Problem requirements :: Without changing a single word, write out every entry.

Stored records
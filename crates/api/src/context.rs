use tribunal_auth::Claims;
use tribunal_core::PrincipalId;

/// Authenticated principal context for a request.
///
/// Inserted by the auth middleware; present on every protected route.
#[derive(Debug, Clone, PartialEq, Eq)]
pub struct PrincipalContext {
    claims: Claims,
}

impl PrincipalContext {
    pub fn new(claims: Claims) -> Self {
        Self { claims }
    }

    pub fn principal_id(&self) -> PrincipalId {
        self.claims.principal_id
    }

    pub fn claims(&self) -> &Claims {
        &self.claims
    }
}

Reply ::
filename crates/api/src/context.rs
use tribunal_auth::Claims;
use tribunal_core::PrincipalId;

/// Authenticated principal context for a request.
///
/// Inserted by the auth middleware; present on every protected route.
#[derive(Debug, Clone, PartialEq, Eq)]
pub struct PrincipalContext {
    claims: Claims,
}

impl PrincipalContext {
    pub fn new(claims: Claims) -> Self {
        Self { claims }
    }

    pub fn principal_id(&self) -> PrincipalId {
        self.claims.principal_id
    }

    pub fn claims(&self) -> &Claims {
        &self.claims
    }
}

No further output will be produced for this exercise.